Im 17. Jahrhundert kam Peter Simonius, genannt Ritz, Herr auf Gut Etgendorf nördlich von Niederembt, nach dem Ableben von Herzogin Jakobe von Jülich, die unter dubiosen Umständen in Düsseldorf zu Tode kam, in den Besitz des Guts. Seither ist es als Ritzenhof bekannt.
Vor 40 Jahren erwarben die Eltern von Peter Hanen, die bis dahin Gestütsmitarbeiter auf Schloss Frens in Quadrath-Ichendorf waren, das Anwesen, betrieben dort ein Vollblutgestüt, bis 2009 einen Reitstall und eine Pferdepension. Seitdem hält die Familie Hanen Hühner und betreibt Landwirtschaft für den Privatgebrauch. Vor 17 Jahren wurde der Hofladen eröffnet. (ftz)
„Man muss sich schon beherrschen, dass man nicht zusammen heult“, schildert Katharina Hanen die letzten Wochen im Hofladen. Bis Silvester werden alle Waren mit großen Rabatten verkauft, „obwohl es mir widerstrebt, Bioprodukte zu verramschen“, sagt Katharina Hanen. Was dann noch in den Regalen steht, übernimmt ein befreundeter Bioland-Händler.
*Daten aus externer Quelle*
//! Prelude module for convenient imports.
//!
//! ```rust
//! use asyn_rt::prelude::*;
//! ```

// Supervision tree
pub use crate::group::TaskGroup;
pub use crate::handle::{ScopeGuard, TaskHandle};
pub use crate::state::{Priority, TaskState};

// Combinators
pub use crate::combinators::{
    as_completed, gather, gather_collecting, shield, timeout, timeout_at, wait, wait_for,
    ReturnWhen,
};

// Resource accounting
pub use crate::info::{ResourceLimits, ResourceStats, TaskSnapshot, TaskTreeNode};
pub use crate::probe::{ProbeSample, ResourceProbe};

// Infrastructure
pub use crate::config::SupervisorConfig;
pub use crate::error::{AggregateError, RunError, SupervisorError};
pub use crate::runtime::Runtime;
pub use crate::util::TaskId;
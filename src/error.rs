//! Error types for the supervisor.
//!
//! Error variants follow canonical struct/enum conventions: contextual
//! fields, `#[source]` chaining, and predicate helper methods so callers
//! can branch on error category without matching every variant.

// Layer 1: Standard library imports
use std::error::Error as StdError;
use std::time::Duration;

// Layer 2: Third-party crate imports
use thiserror::Error;

// Layer 3: Internal module imports
use crate::util::TaskId;

/// Errors returned by supervisor operations.
///
/// # Examples
/// ```rust
/// use asyn_rt::SupervisorError;
///
/// fn handle(err: &SupervisorError) {
///     if err.is_graph_error() {
///         eprintln!("dependency graph rejected the edge");
///     }
/// }
/// ```
#[derive(Debug, Error)]
pub enum SupervisorError {
    /// Operation attempted on a handle whose scope has already exited.
    #[error("operation attempted on closed scope for task '{name}' ({id})")]
    ClosedScope { id: TaskId, name: String },

    /// Attempted state transition is not legal from the current state.
    #[error("invalid transition for task '{name}' ({id}): {from} -> {to}")]
    InvalidTransition {
        id: TaskId,
        name: String,
        from: String,
        to: String,
    },

    /// Adding the dependency would create a cycle in the dependency graph.
    #[error("dependency cycle detected: {}", cycle_path(path))]
    CycleDetected { path: Vec<TaskId> },

    /// The dependency edge already exists.
    #[error("duplicate dependency: {dependent} already depends on {dependency}")]
    DuplicateDependency {
        dependent: TaskId,
        dependency: TaskId,
    },

    /// The dependency edge does not exist and cannot be removed.
    #[error("missing dependency: {dependent} does not depend on {dependency}")]
    MissingDependency {
        dependent: TaskId,
        dependency: TaskId,
    },

    /// A configured resource ceiling was crossed.
    #[error("resource exceeded for task '{name}' ({id}): {which} = {value} > limit {limit}")]
    ResourceExceeded {
        id: TaskId,
        name: String,
        which: String,
        value: u64,
        limit: u64,
    },

    /// A bounded wait elapsed before the awaited work terminated.
    #[error("timeout after {elapsed:?} waiting for '{name}'")]
    Timeout { name: String, elapsed: Duration },
}

impl SupervisorError {
    /// Lifecycle errors: recovered locally, never surfaced to children.
    pub fn is_lifecycle_error(&self) -> bool {
        matches!(
            self,
            Self::ClosedScope { .. } | Self::InvalidTransition { .. }
        )
    }

    /// Graph errors: returned to the `add_dependency`/`remove_dependency` caller
    /// without mutating the dependency graph.
    pub fn is_graph_error(&self) -> bool {
        matches!(
            self,
            Self::CycleDetected { .. }
                | Self::DuplicateDependency { .. }
                | Self::MissingDependency { .. }
        )
    }

    /// `true` if the monitor raised this as a crossed ceiling.
    pub fn is_resource_error(&self) -> bool {
        matches!(self, Self::ResourceExceeded { .. })
    }

    /// `true` if this originated from a bounded wait elapsing.
    pub fn is_timeout(&self) -> bool {
        matches!(self, Self::Timeout { .. })
    }

    /// The task id this error concerns, if any.
    pub fn task_id(&self) -> Option<TaskId> {
        match self {
            Self::ClosedScope { id, .. }
            | Self::InvalidTransition { id, .. }
            | Self::ResourceExceeded { id, .. } => Some(*id),
            _ => None,
        }
    }
}

fn cycle_path(path: &[TaskId]) -> String {
    path.iter()
        .map(ToString::to_string)
        .collect::<Vec<_>>()
        .join(" -> ")
}

/// The outcome of `TaskHandle::run`: either the coroutine's own result, or
/// the reason the handle ended without producing one.
#[derive(Debug, Error)]
pub enum RunError<E>
where
    E: StdError + Send + Sync + 'static,
{
    /// The coroutine itself returned an error.
    #[error(transparent)]
    Failed(#[from] E),

    /// The handle was cancelled before or during the coroutine's execution.
    #[error("task '{name}' was cancelled: {reason}")]
    Cancelled { name: String, reason: String },
}

/// Aggregated failure raised at `TaskGroup` exit, carrying every non-cancel
/// failure observed from the group's children.
#[derive(Debug, Error)]
#[error("task group failed with {} error(s): {}", causes.len(), join_causes(causes))]
pub struct AggregateError {
    pub causes: Vec<Box<dyn StdError + Send + Sync>>,
}

impl AggregateError {
    pub fn new(causes: Vec<Box<dyn StdError + Send + Sync>>) -> Self {
        Self { causes }
    }

    /// `true` if no child actually failed (an empty aggregate should never
    /// be raised by `TaskGroup`, but callers may construct one for testing).
    pub fn is_empty(&self) -> bool {
        self.causes.is_empty()
    }

    pub fn len(&self) -> usize {
        self.causes.len()
    }
}

fn join_causes(causes: &[Box<dyn StdError + Send + Sync>]) -> String {
    causes
        .iter()
        .map(ToString::to_string)
        .collect::<Vec<_>>()
        .join("; ")
}

#[cfg(test)]
#[allow(clippy::unwrap_used, clippy::expect_used)]
mod tests {
    use super::*;
    use std::io;

    #[test]
    fn test_closed_scope_is_lifecycle_error() {
        let err = SupervisorError::ClosedScope {
            id: TaskId::new(),
            name: "worker".into(),
        };
        assert!(err.is_lifecycle_error());
        assert!(!err.is_graph_error());
    }

    #[test]
    fn test_cycle_detected_formats_path() {
        let a = TaskId::new();
        let b = TaskId::new();
        let err = SupervisorError::CycleDetected { path: vec![a, b] };
        assert!(err.is_graph_error());
        let msg = err.to_string();
        assert!(msg.contains(&a.to_string()));
        assert!(msg.contains(&b.to_string()));
    }

    #[test]
    fn test_resource_exceeded_predicate() {
        let err = SupervisorError::ResourceExceeded {
            id: TaskId::new(),
            name: "worker".into(),
            which: "runtime".into(),
            value: 10,
            limit: 5,
        };
        assert!(err.is_resource_error());
        assert!(err.to_string().contains("runtime"));
    }

    #[test]
    fn test_run_error_from_user_error() {
        let io_err = io::Error::new(io::ErrorKind::Other, "boom");
        let err: RunError<io::Error> = RunError::from(io_err);
        assert!(matches!(err, RunError::Failed(_)));
    }

    #[test]
    fn test_aggregate_error_join() {
        let causes: Vec<Box<dyn std::error::Error + Send + Sync>> = vec![
            Box::new(io::Error::new(io::ErrorKind::Other, "v")),
            Box::new(io::Error::new(io::ErrorKind::Other, "r")),
        ];
        let agg = AggregateError::new(causes);
        assert_eq!(agg.len(), 2);
        assert!(!agg.is_empty());
        assert!(agg.to_string().contains("2 error"));
    }
}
Ganz aufgeben wollen die Hanens den Hofverkauf aber nicht. Ihre eigenen Produkte sollen in einem kleineren Raum angeboten werden. Dazu gehören Hähnchen, Hühner, Eier und Kartoffeln. Denn die Landwirtschaft und die Hühnerhaltung mit 3000 frei laufenden Legehennen – ebenfalls Bioland-zertifiziert – will Peter Hanen weiterführen. Voraussichtlich wird der Hofverkauf im neuen Jahr donnerstags und freitags am Nachmittag und samstagvormittags geöffnet haben.